In the meantime, as cash trade has dwindled — as more cattle are valued at harvest based on how closely they hit consumer-derived targets — by and large, consumer beef demand has increased.
It’s not a direct line; access to grids and formulas didn’t reverse the decline in consumer demand. But one needs to possess the myopia of a rock to ignore that consumer demand has grown with consumer choice, and that building a variegated supply requires a system of rewards and disincentives to direct production. It also requires cooperation between industry sectors.
Branding is driving the lion’s share of such segregation. Beef products are segregated and assembled based on specific quality or management attributes that serve as both a definition and promise to consumers about what to expect. Upward of 100 USDA-certified beef programs represent various degrees of product specificity.
Paradoxically, beef has gotten more consistent, at least in terms of the percentage that grades Choice and higher, even as it is being divvied up among smaller product pools of similarity. There are fewer quality defects, too, as documented by on-going National Beef Quality Audits.
Beef’s reliability as an eating experience is arguable, considering that beef demand has never risen to 1990 levels since that year. Consistent reliability is an underlying promise behind most brands.
Gary Smith is a renowned meat scientist, who is a visiting professor at Texas A&M University and visiting professor and adviser to the president at Colorado State University. At the recent International Livestock Congress, Smith asked a group of industry leaders to identify key opportunities for beef over the next decade. The group represented cow-calf producers, cattle feeders, trade economists, beef packers, meat science and animal health experts.

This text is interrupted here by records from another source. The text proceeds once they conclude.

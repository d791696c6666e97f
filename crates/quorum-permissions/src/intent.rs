//! Permission intents and the call seam that carries them out.

use async_trait::async_trait;
use quorum_core::{Address, QuorumResult, RoleBytes, SnapshotChain};
use serde::{Deserialize, Serialize};
use std::fmt;

/// Mutating calls on the access-control contracts.
///
/// Implementations may only enqueue the call (e.g. hand it to a signer);
/// success means "issued", not "mined".
#[async_trait]
pub trait PermissionActions: Send + Sync {
    /// Create a permission with its first grantee and manager.
    async fn create_permission(
        &self,
        grantee: Address,
        proxy: Address,
        role: RoleBytes,
        manager: Address,
    ) -> QuorumResult<()>;

    /// Re-point the manager.
    async fn set_manager(&self, manager: Address, proxy: Address, role: RoleBytes) -> QuorumResult<()>;

    /// Discard the manager.
    async fn remove_manager(&self, proxy: Address, role: RoleBytes) -> QuorumResult<()>;

    /// Grant an existing permission to another entity.
    async fn grant_permission(&self, grantee: Address, proxy: Address, role: RoleBytes) -> QuorumResult<()>;
}

/// One call a panel decided to issue.
#[derive(Debug, Clone, PartialEq, Eq, Serialize, Deserialize)]
#[serde(tag = "kind", rename_all = "snake_case")]
pub enum PermissionIntent {
    /// `create_permission(grantee, proxy, role, manager)`
    CreatePermission {
        /// First grantee
        grantee: Address,
        /// App proxy
        proxy: Address,
        /// Role
        role: RoleBytes,
        /// Initial manager
        manager: Address,
    },
    /// `set_manager(manager, proxy, role)`
    SetManager {
        /// New manager
        manager: Address,
        /// App proxy
        proxy: Address,
        /// Role
        role: RoleBytes,
    },
    /// `remove_manager(proxy, role)`
    RemoveManager {
        /// App proxy
        proxy: Address,
        /// Role
        role: RoleBytes,
    },
    /// `grant_permission(grantee, proxy, role)`
    GrantPermission {
        /// New grantee
        grantee: Address,
        /// App proxy
        proxy: Address,
        /// Role
        role: RoleBytes,
    },
}

impl PermissionIntent {
    /// Issue the call. Exactly one method of `actions` is invoked.
    pub async fn dispatch(&self, actions: &dyn PermissionActions) -> QuorumResult<()> {
        tracing::info!(intent = %self, "Issuing permission call");
        match *self {
            Self::CreatePermission {
                grantee,
                proxy,
                role,
                manager,
            } => actions.create_permission(grantee, proxy, role, manager).await,
            Self::SetManager {
                manager,
                proxy,
                role,
            } => actions.set_manager(manager, proxy, role).await,
            Self::RemoveManager { proxy, role } => actions.remove_manager(proxy, role).await,
            Self::GrantPermission {
                grantee,
                proxy,
                role,
            } => actions.grant_permission(grantee, proxy, role).await,
        }
    }

    /// App proxy the intent targets.
    pub fn proxy(&self) -> Address {
        match self {
            Self::CreatePermission { proxy, .. }
            | Self::SetManager { proxy, .. }
            | Self::RemoveManager { proxy, .. }
            | Self::GrantPermission { proxy, .. } => *proxy,
        }
    }

    /// Role the intent targets.
    pub fn role(&self) -> RoleBytes {
        match self {
            Self::CreatePermission { role, .. }
            | Self::SetManager { role, .. }
            | Self::RemoveManager { role, .. }
            | Self::GrantPermission { role, .. } => *role,
        }
    }
}

impl fmt::Display for PermissionIntent {
    fn fmt(&self, f: &mut fmt::Formatter<'_>) -> fmt::Result {
        match self {
            Self::CreatePermission { grantee, manager, .. } => {
                write!(f, "create permission for {grantee} managed by {manager}")
            }
            Self::SetManager { manager, .. } => write!(f, "set permission manager to {manager}"),
            Self::RemoveManager { .. } => write!(f, "remove permission manager"),
            Self::GrantPermission { grantee, .. } => write!(f, "grant permission to {grantee}"),
        }
    }
}

#[async_trait]
impl PermissionActions for SnapshotChain {
    async fn create_permission(
        &self,
        grantee: Address,
        proxy: Address,
        role: RoleBytes,
        manager: Address,
    ) -> QuorumResult<()> {
        self.create(proxy, role, grantee, manager)
    }

    async fn set_manager(&self, manager: Address, proxy: Address, role: RoleBytes) -> QuorumResult<()> {
        SnapshotChain::set_manager(self, proxy, role, manager)
    }

    async fn remove_manager(&self, proxy: Address, role: RoleBytes) -> QuorumResult<()> {
        self.burn_manager(proxy, role)
    }

    async fn grant_permission(&self, grantee: Address, proxy: Address, role: RoleBytes) -> QuorumResult<()> {
        self.grant(proxy, role, grantee)
    }
}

At the top of the opportunity list:
“Emphasize ‘systems’ approaches to supply chains and to prescriptive production.”
Seek natural improvement in production, disease prevention and palatability using genetic selection
Ensure beef is microbiologically and chemically safe
Attract the brightest minds to careers in the beef industry
Increase supply base; rebuild the cow herd
Counter challenges of consumer activists (use of technology, animal well-being, sustainability)
Demand value-based marketing of all feeder cattle
Embrace international beef trade (both import and export)
Prepare for issues of food security, food defense, bioterrorism and foreign animal diseases
Solve problems of water scarcity, usage and impaired quality
Perhaps, not coincidentally, each one represents opportunity for documented assurance, which can serve as part of product differentiation.
Altogether, it’s hard to argue against Blach’s assessment: “We need to continue the trend of de-commoditization.